**RECORDED DATA**:
-------------------------

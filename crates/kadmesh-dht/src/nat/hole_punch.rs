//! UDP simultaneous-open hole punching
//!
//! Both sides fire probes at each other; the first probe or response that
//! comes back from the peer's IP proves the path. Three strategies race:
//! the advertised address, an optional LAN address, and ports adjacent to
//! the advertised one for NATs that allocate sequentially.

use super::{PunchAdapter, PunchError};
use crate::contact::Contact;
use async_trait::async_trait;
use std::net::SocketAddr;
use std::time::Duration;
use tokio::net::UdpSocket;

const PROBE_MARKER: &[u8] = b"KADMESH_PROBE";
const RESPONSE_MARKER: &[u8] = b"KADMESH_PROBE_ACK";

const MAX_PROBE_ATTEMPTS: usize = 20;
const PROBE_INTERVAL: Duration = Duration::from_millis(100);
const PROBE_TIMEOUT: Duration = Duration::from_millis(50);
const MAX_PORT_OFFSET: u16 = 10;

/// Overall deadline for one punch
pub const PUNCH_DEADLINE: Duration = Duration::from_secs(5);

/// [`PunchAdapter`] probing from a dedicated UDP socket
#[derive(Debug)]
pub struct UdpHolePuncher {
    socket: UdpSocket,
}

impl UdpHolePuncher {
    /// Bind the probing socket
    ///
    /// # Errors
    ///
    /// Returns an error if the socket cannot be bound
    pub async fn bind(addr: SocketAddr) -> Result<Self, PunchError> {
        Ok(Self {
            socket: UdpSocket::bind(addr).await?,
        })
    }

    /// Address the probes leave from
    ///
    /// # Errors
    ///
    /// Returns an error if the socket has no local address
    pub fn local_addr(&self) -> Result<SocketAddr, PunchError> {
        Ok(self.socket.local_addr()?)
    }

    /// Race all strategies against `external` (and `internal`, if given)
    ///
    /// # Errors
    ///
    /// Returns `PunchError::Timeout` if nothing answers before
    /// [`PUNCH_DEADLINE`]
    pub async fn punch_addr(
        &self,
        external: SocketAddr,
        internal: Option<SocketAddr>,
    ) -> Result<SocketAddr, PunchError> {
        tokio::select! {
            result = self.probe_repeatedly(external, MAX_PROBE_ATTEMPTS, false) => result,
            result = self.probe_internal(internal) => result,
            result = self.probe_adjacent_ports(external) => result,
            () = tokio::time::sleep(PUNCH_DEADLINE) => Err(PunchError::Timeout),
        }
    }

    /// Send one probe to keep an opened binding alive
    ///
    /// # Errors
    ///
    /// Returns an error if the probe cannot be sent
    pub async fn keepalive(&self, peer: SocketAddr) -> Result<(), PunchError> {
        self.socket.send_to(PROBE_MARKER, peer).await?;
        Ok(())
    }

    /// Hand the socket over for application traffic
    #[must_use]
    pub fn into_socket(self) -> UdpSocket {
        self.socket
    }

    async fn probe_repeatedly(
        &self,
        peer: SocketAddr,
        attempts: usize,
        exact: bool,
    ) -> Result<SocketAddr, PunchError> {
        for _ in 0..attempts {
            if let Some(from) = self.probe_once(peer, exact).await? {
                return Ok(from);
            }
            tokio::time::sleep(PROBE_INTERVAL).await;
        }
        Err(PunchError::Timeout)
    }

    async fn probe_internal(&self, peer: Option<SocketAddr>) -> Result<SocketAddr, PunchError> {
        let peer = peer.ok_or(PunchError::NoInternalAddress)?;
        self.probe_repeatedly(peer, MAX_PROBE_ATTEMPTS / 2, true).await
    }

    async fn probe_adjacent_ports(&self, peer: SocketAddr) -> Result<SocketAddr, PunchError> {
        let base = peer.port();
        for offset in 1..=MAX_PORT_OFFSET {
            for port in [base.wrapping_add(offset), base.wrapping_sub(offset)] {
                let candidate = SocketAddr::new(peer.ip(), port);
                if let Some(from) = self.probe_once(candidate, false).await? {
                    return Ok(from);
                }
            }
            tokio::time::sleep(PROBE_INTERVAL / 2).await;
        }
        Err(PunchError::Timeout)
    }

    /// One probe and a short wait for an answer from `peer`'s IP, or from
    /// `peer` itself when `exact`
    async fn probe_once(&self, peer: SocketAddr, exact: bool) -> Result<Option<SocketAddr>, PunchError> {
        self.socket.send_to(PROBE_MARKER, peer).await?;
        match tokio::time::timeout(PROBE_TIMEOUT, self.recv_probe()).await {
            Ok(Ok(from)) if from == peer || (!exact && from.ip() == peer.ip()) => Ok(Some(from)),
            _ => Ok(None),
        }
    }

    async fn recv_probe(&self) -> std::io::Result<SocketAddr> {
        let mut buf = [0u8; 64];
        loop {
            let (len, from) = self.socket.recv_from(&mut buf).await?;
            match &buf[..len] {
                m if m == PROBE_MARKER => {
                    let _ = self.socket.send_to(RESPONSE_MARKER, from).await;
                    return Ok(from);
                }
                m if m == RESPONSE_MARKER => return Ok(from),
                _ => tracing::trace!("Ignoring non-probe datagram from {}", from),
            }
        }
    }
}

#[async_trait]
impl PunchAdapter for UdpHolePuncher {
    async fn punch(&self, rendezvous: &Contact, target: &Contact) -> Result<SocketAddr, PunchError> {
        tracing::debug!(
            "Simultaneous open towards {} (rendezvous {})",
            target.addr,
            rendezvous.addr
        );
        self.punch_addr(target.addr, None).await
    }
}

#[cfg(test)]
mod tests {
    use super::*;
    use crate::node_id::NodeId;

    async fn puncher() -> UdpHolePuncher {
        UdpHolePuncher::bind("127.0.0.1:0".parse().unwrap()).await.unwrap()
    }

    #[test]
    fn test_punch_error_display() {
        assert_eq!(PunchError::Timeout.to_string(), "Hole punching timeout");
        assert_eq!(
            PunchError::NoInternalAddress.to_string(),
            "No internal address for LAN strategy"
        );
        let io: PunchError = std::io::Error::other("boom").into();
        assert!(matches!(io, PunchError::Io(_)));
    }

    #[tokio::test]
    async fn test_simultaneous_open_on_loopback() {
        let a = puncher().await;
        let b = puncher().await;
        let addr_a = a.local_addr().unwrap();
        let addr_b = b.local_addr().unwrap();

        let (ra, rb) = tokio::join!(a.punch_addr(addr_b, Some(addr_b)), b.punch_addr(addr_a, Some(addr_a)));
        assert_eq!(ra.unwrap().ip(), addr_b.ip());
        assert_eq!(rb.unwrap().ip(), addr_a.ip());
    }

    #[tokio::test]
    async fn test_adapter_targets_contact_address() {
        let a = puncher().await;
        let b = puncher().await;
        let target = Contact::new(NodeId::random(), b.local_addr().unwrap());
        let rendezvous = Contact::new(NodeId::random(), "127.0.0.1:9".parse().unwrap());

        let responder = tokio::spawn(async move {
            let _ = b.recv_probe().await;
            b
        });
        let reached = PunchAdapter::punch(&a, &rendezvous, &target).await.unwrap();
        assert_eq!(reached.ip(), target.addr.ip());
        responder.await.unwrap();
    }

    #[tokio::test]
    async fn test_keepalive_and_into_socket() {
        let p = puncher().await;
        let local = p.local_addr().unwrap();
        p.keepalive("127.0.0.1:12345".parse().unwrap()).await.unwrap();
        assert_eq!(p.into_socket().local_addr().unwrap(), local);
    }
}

-------------------------

**THE TASK**: State, as a bare number, how many lines of the material include the string "tracing".

**RESULT FOR THIS TASK**: 2